He said all the laws give powers to the current owner of the land to determine the price that they can be paid before the land can be released.

Mokoena said many people are frustrated, while others died waiting to get their land back due to the slow pace in which the government has been progressing.

Referendum is the ‘only solution’

When clarifying on the issue of a referendum, it would speed up the process of returning the land to the original owners as once the people voted, the government must simply implement the decision.

“Let’s hear the voice of those people. Here, just in contrast, we are calling for that. And that’s the only solution now,” he said.

ALSO READ: Contralesa expresses support for Land Act

“But we are not going to resolve the question of land in this country. And the only solution now is through the referendum. That’s the reason why we’re calling for it and we hope someone will listen and do it.

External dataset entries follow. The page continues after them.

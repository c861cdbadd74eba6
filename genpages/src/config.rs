use std::path::Path;

use pagegen::{Config, Release};
use pagegen::error::Result;

pub const CONFIG_FILE: &str = "genpages.toml";

/// Reads `explicit` if given, or else `genpages.toml` at `root` if there is
/// one, or else uses the built-in configuration. `develop` forces a
/// development release.
pub fn discover(root: &Path, explicit: Option<&Path>, develop: bool) -> Result<Config> {
    let mut config = match explicit {
        Some(path) => Config::read(path)?,
        None => match root.join(CONFIG_FILE) {
            path if path.is_file() => Config::read(&path)?,
            _ => Config::default(),
        },
    };

    if develop {
        config.release = Release::Development;
    }

    tracing::debug!(release = ?config.release, pages = ?config.pages, "configuration");
    Ok(config)
}
//! Headplane - load and validate the Headplane configuration.
//!
//! Responsibilities:
//! - Parse command-line arguments and the root `HEADPLANE_*` variables.
//! - Initialise logging before anything else runs.
//! - Run the configuration loader and report the outcome.
//!
//! Does NOT handle:
//! - Any part of the load sequence itself (see `headplane-config`).
//!
//! Invariants:
//! - Logs go to stderr so `--print` output on stdout stays clean.
//! - Every load failure is logged once and exits with code 1.
//! - Secret values are never written in clear text.

mod args;
mod error;

use anyhow::Context;
use args::Cli;
use clap::Parser;
use error::ExitCode;
use headplane_config::{Config, ConfigLoader};
use std::io::Write;
use tracing_subscriber::{EnvFilter, fmt, prelude::*};

fn main() {
    let cli = Cli::parse();
    init_logging(cli.debug);

    let result = run(&cli);
    if let Err(e) = &result {
        tracing::error!("{:#}", e);
    }

    std::process::exit(ExitCode::from(&result).as_i32());
}

/// Install the `tracing` subscriber. `RUST_LOG` wins over the debug flag.
fn init_logging(debug: bool) {
    let default_level = if debug { "debug" } else { "info" };
    let filter =
        EnvFilter::try_from_default_env().unwrap_or_else(|_| EnvFilter::new(default_level));

    tracing_subscriber::registry()
        .with(filter)
        .with(fmt::layer().with_writer(std::io::stderr))
        .init();
}

fn run(cli: &Cli) -> anyhow::Result<()> {
    if cli.debug {
        tracing::debug!("Debug logging enabled");
    }

    let config = ConfigLoader::new(&cli.config_path)
        .with_debug(cli.debug)
        .with_env_overrides(cli.load_env_overrides)
        .load()
        .with_context(|| {
            format!(
                "Failed to load configuration from {}",
                cli.config_path.display()
            )
        })?;

    log_summary(&config);

    if cli.print {
        let rendered = config
            .to_redacted_yaml()
            .context("Failed to render configuration")?;
        let mut stdout = std::io::stdout().lock();
        stdout
            .write_all(rendered.as_bytes())
            .context("Failed to write configuration to stdout")?;
        stdout.flush().context("Failed to flush stdout")?;
    }

    Ok(())
}

fn log_summary(config: &Config) {
    let integrations = config
        .integration
        .as_ref()
        .map(|integration| integration.enabled())
        .unwrap_or_default();

    tracing::info!(
        headscale = %config.headscale.url,
        host = %config.server.host,
        port = config.server.port,
        oidc = config.oidc.is_some(),
        integrations = ?integrations,
        "Configuration loaded"
    );
}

“I have already directed my office to write a letter to parliament that they start the process of facilitating how this referendum will take place and after parliament has done all the logistics, they will then send it to the president to set up a date for this referendum to take place.”

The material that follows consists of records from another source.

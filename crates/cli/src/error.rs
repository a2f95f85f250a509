//! CLI exit codes.
//!
//! Responsibilities:
//! - Define the exit codes the `headplane` binary can return.
//!
//! Does NOT handle:
//! - Error message formatting (handled by `tracing` and anyhow Display).
//!
//! Invariants:
//! - Every configuration failure maps to exit code 1.
//! - Argument errors are reported by clap itself (exit code 2).

/// Structured exit codes for the `headplane` binary.
#[derive(Debug, Clone, Copy, PartialEq, Eq)]
#[repr(u8)]
pub enum ExitCode {
    /// Success - configuration loaded.
    Success = 0,

    /// General error - the configuration could not be loaded or printed.
    GeneralError = 1,
}

impl ExitCode {
    /// Convert the exit code to an i32 for use with std::process::exit().
    pub const fn as_i32(self) -> i32 {
        self as u8 as i32
    }
}

impl<T, E> From<&Result<T, E>> for ExitCode {
    fn from(result: &Result<T, E>) -> Self {
        match result {
            Ok(_) => ExitCode::Success,
            Err(_) => ExitCode::GeneralError,
        }
    }
}
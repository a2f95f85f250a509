//! Configuration loader for the YAML file, secret files, and environment.
//!
//! Responsibilities:
//! - Sequence the load: path check, YAML parse, schema validation, secret
//!   resolution, optional `.env` + `HEADPLANE_*` overrides.
//! - Report each failure as a typed `ConfigError`.
//!
//! Does NOT handle:
//! - Process exit or logging setup (see the `headplane` binary).
//! - Watching the file for changes; the config is loaded once.
//!
//! Invariants / Assumptions:
//! - Environment overrides take precedence over file values.
//! - Overrides are only read when explicitly enabled on the loader.

mod builder;
mod env;
mod error;
mod merge;

pub use builder::ConfigLoader;
pub use env::{apply_overrides, collect_overrides, env_var_or_none, override_path, process_env};
pub use error::ConfigError;
pub use merge::deep_merge;

#[cfg(test)]
mod tests;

When answering questions in parliament last week, Rural Development and Land Reform Minister Mzwanele Nyhontso said 71 226 claims were investigated, while only 4 757 were rejected “due to various reasons, including that some of the land was seized before June 1913, while some claims were submitted after the 1998 deadline”.

International backlash

South Africa’s recently promulgated land law has been widely criticised here at home and internationally.

The law allows the state to take the ownership of land without compensating the owner.

Soon after the law was passed, US President Donald Trump withdrew financial support to South Africa’s health care programmes.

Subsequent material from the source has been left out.